Available data START

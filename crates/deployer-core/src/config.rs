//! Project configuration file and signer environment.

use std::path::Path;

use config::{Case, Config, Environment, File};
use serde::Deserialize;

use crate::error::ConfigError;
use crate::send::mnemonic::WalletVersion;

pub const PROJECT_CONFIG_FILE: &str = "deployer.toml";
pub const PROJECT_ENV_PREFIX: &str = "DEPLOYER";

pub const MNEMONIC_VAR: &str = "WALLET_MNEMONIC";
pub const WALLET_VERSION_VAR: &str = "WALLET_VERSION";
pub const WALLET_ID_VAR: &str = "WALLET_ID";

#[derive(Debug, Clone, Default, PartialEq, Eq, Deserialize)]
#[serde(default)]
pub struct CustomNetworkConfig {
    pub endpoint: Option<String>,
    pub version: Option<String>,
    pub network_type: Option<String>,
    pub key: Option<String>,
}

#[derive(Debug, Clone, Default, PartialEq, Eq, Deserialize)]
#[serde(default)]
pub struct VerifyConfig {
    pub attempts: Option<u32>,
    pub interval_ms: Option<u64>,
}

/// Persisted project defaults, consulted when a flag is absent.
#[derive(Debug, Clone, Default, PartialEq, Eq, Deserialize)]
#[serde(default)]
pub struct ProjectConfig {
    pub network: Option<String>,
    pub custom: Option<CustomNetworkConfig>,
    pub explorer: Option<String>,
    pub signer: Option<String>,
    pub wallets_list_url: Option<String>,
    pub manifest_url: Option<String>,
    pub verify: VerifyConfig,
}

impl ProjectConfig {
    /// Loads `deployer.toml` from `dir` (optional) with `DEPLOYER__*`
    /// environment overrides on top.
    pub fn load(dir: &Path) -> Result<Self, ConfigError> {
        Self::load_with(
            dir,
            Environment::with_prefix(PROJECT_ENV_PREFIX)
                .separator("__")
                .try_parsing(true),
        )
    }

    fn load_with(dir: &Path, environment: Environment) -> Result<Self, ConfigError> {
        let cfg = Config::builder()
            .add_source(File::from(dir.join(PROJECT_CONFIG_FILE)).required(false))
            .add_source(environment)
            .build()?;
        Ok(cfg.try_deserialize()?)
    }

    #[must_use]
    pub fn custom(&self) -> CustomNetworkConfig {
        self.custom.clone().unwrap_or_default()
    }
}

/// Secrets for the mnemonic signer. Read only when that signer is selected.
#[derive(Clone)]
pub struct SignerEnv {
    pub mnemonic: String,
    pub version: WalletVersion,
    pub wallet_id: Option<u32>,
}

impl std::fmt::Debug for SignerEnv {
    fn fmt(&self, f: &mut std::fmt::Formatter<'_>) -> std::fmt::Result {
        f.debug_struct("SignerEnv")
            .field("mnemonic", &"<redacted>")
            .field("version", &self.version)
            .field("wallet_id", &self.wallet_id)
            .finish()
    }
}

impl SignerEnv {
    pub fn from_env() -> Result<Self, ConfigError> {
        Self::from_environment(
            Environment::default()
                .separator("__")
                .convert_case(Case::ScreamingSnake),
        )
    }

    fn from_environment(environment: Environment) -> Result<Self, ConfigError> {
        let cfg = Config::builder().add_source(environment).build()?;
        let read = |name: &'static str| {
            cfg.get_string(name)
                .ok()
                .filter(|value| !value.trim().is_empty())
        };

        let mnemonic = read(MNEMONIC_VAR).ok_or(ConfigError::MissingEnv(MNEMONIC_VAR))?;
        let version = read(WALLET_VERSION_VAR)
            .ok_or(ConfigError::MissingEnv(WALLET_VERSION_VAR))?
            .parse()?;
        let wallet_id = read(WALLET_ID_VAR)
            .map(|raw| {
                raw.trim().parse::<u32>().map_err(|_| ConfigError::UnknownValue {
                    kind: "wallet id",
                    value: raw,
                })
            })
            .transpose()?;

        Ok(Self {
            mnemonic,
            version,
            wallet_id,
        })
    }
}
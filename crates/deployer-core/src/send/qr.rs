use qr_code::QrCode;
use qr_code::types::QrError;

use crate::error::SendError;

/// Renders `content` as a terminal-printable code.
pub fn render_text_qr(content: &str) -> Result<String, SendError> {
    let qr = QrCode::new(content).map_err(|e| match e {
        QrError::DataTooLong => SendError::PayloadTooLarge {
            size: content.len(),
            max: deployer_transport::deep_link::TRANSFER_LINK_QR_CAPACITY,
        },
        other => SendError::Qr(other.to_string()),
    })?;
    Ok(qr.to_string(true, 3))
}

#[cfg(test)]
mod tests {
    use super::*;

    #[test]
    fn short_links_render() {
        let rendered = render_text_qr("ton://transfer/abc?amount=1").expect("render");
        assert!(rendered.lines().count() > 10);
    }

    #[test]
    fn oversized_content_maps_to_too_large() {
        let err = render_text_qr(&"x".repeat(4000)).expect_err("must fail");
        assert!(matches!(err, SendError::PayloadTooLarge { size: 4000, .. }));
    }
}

Available data END
Available data START

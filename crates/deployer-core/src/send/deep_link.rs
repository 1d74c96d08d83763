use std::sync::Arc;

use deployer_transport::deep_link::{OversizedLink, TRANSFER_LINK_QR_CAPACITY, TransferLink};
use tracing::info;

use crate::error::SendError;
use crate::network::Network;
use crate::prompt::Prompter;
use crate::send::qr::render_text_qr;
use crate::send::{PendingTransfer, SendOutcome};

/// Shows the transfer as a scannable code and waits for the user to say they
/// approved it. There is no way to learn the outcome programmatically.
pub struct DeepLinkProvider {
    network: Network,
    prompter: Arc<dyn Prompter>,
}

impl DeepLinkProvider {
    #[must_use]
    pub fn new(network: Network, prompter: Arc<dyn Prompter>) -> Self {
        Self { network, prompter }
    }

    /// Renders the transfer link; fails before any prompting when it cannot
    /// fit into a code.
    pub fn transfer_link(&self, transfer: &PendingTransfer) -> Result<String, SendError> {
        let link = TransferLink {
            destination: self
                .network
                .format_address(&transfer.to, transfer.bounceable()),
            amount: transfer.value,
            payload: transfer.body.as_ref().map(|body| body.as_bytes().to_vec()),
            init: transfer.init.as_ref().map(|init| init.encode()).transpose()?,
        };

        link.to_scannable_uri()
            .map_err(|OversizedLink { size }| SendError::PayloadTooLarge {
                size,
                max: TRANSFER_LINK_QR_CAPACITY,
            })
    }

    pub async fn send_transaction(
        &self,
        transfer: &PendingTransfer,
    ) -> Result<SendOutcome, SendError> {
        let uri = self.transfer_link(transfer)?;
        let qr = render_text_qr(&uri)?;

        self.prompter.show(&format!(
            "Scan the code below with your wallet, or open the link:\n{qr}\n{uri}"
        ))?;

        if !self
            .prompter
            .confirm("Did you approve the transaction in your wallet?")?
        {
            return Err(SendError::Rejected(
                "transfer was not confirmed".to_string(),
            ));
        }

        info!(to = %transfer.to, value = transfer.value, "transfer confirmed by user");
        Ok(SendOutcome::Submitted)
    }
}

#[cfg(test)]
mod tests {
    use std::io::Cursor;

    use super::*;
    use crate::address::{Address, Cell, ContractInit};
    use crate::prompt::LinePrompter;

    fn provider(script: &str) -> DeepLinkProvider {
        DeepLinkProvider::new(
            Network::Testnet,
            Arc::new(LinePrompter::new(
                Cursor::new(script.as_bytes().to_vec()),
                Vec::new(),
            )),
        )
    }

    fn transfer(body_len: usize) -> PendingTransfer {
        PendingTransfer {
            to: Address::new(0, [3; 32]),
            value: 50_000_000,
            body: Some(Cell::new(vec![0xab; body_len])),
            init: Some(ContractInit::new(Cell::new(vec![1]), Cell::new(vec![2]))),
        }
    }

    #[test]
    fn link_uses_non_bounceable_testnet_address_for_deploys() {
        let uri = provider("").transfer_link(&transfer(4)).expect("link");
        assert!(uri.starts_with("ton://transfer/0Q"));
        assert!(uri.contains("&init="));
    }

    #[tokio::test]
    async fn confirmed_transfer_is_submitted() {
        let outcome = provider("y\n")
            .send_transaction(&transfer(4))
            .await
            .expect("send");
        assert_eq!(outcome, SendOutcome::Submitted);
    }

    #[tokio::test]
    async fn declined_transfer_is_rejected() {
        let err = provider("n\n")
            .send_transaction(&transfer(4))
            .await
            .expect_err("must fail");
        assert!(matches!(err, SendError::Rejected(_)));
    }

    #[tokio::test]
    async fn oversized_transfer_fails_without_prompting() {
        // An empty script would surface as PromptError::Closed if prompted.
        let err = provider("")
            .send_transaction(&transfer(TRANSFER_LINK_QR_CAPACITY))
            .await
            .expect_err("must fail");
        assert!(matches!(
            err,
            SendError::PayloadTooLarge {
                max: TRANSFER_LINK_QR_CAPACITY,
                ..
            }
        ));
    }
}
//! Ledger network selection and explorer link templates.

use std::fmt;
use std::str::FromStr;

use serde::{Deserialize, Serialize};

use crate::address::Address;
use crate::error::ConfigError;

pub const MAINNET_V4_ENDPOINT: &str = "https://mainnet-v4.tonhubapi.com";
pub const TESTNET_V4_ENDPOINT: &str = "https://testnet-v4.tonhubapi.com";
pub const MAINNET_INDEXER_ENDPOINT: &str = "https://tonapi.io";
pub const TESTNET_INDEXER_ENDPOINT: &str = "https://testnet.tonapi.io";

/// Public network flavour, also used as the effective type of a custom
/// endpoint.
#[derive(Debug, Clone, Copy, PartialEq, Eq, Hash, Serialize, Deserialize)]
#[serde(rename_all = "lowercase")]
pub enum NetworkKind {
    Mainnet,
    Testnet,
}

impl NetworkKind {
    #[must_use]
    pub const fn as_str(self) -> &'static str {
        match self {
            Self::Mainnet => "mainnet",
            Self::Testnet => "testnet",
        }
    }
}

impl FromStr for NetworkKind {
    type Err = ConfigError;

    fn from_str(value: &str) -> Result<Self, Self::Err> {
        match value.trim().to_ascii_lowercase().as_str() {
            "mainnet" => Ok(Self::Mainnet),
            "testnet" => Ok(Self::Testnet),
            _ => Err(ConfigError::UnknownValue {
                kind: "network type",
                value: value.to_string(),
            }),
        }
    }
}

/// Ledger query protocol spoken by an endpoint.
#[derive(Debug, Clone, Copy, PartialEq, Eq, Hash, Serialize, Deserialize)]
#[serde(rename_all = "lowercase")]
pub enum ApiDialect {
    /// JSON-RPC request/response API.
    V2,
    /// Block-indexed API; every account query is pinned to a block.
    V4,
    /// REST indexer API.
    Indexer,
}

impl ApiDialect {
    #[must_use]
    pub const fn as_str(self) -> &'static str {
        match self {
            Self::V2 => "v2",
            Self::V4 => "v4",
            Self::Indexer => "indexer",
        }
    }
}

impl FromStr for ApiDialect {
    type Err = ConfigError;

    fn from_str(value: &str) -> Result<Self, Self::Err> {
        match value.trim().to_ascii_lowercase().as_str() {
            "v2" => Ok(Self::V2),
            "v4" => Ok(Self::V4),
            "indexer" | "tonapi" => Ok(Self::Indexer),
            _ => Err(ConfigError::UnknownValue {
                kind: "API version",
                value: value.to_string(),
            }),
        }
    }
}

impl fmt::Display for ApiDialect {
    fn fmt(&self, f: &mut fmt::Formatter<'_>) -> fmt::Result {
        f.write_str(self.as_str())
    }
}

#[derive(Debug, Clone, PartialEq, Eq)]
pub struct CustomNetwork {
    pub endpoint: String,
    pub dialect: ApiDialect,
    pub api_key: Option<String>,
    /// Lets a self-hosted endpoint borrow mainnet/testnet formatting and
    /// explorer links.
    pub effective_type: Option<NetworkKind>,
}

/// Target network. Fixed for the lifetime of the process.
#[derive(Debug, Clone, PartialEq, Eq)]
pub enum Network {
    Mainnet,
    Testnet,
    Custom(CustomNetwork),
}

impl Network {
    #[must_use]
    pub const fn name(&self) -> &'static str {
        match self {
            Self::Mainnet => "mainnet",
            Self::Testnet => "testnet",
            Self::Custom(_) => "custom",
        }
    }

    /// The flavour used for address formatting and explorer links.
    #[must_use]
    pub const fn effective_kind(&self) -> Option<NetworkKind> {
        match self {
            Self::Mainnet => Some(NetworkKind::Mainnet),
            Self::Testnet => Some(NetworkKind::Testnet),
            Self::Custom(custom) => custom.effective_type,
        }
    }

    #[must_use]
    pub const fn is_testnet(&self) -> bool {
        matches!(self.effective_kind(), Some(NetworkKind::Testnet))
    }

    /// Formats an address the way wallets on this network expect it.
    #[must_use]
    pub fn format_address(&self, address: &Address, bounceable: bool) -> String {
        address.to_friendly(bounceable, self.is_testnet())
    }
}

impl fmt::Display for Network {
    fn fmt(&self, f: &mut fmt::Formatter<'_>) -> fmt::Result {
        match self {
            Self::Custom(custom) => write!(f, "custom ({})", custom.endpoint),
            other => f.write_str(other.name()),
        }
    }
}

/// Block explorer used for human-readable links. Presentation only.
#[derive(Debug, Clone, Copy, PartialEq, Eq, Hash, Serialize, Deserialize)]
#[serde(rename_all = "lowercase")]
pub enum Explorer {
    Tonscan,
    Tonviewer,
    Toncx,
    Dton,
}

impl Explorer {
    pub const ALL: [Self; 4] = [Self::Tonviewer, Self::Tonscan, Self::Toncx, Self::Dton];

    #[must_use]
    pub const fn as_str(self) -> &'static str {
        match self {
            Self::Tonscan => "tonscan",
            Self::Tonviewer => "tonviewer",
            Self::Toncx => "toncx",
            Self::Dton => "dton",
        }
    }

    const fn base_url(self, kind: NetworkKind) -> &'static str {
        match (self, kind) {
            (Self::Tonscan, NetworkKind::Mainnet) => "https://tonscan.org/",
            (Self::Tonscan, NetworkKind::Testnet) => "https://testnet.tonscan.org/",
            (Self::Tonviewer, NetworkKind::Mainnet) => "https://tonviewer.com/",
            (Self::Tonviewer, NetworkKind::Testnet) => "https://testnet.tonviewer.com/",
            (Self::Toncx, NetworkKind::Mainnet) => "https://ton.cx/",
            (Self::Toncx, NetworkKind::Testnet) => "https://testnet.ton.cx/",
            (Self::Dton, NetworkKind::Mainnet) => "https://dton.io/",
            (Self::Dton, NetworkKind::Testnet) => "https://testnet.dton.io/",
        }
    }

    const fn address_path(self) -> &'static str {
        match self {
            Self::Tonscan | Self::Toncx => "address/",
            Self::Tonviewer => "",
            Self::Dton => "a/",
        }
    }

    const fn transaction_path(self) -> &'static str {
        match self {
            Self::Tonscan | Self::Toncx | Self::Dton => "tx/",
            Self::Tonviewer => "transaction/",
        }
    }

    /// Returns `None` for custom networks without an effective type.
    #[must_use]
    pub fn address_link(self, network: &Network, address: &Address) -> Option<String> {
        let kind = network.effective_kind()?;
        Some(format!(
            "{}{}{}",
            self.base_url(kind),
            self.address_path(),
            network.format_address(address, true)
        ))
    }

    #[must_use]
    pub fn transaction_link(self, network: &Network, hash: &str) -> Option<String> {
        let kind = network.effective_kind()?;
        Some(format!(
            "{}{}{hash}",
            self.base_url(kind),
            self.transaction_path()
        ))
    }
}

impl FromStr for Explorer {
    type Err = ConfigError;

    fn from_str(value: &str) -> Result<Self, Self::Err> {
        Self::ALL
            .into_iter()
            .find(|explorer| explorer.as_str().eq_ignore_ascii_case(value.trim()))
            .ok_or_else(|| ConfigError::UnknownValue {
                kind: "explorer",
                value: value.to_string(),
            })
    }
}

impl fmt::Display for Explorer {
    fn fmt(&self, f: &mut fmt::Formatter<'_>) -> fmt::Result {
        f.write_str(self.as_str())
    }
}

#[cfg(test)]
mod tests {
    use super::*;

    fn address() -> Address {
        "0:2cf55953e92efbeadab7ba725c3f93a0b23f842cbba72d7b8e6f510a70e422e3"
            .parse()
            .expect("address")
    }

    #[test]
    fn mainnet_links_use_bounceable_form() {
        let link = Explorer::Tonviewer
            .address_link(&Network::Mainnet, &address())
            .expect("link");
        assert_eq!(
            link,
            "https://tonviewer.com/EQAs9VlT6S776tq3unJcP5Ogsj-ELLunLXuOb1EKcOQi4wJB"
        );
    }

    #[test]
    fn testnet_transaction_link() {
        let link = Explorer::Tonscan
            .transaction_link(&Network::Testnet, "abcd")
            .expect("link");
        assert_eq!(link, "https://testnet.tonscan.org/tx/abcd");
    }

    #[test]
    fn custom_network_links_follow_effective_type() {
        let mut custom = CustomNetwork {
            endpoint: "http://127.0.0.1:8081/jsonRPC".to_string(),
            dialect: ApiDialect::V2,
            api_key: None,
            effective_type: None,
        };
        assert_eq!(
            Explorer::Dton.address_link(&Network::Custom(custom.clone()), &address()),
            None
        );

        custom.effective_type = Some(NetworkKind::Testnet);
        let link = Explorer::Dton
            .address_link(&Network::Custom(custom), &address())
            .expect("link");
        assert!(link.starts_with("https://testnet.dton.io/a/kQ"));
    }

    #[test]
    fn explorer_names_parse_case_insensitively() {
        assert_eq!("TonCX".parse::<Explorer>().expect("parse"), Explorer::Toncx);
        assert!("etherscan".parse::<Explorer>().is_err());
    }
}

Available data END

_Problem to work on_. Could you return exactly the stretch of the data above that starts at the line with "filename crates/deployer-core/src/config.rs" and ends at the line with "pub struct ProjectConfig", both lines included?

_Worked solution_.
filename crates/deployer-core/src/config.rs
//! Project configuration file and signer environment.

use std::path::Path;

use config::{Case, Config, Environment, File};
use serde::Deserialize;

use crate::error::ConfigError;
use crate::send::mnemonic::WalletVersion;

pub const PROJECT_CONFIG_FILE: &str = "deployer.toml";
pub const PROJECT_ENV_PREFIX: &str = "DEPLOYER";

pub const MNEMONIC_VAR: &str = "WALLET_MNEMONIC";
pub const WALLET_VERSION_VAR: &str = "WALLET_VERSION";
pub const WALLET_ID_VAR: &str = "WALLET_ID";

#[derive(Debug, Clone, Default, PartialEq, Eq, Deserialize)]
#[serde(default)]
pub struct CustomNetworkConfig {
    pub endpoint: Option<String>,
    pub version: Option<String>,
    pub network_type: Option<String>,
    pub key: Option<String>,
}

#[derive(Debug, Clone, Default, PartialEq, Eq, Deserialize)]
#[serde(default)]
pub struct VerifyConfig {
    pub attempts: Option<u32>,
    pub interval_ms: Option<u64>,
}

/// Persisted project defaults, consulted when a flag is absent.
#[derive(Debug, Clone, Default, PartialEq, Eq, Deserialize)]
#[serde(default)]
pub struct ProjectConfig {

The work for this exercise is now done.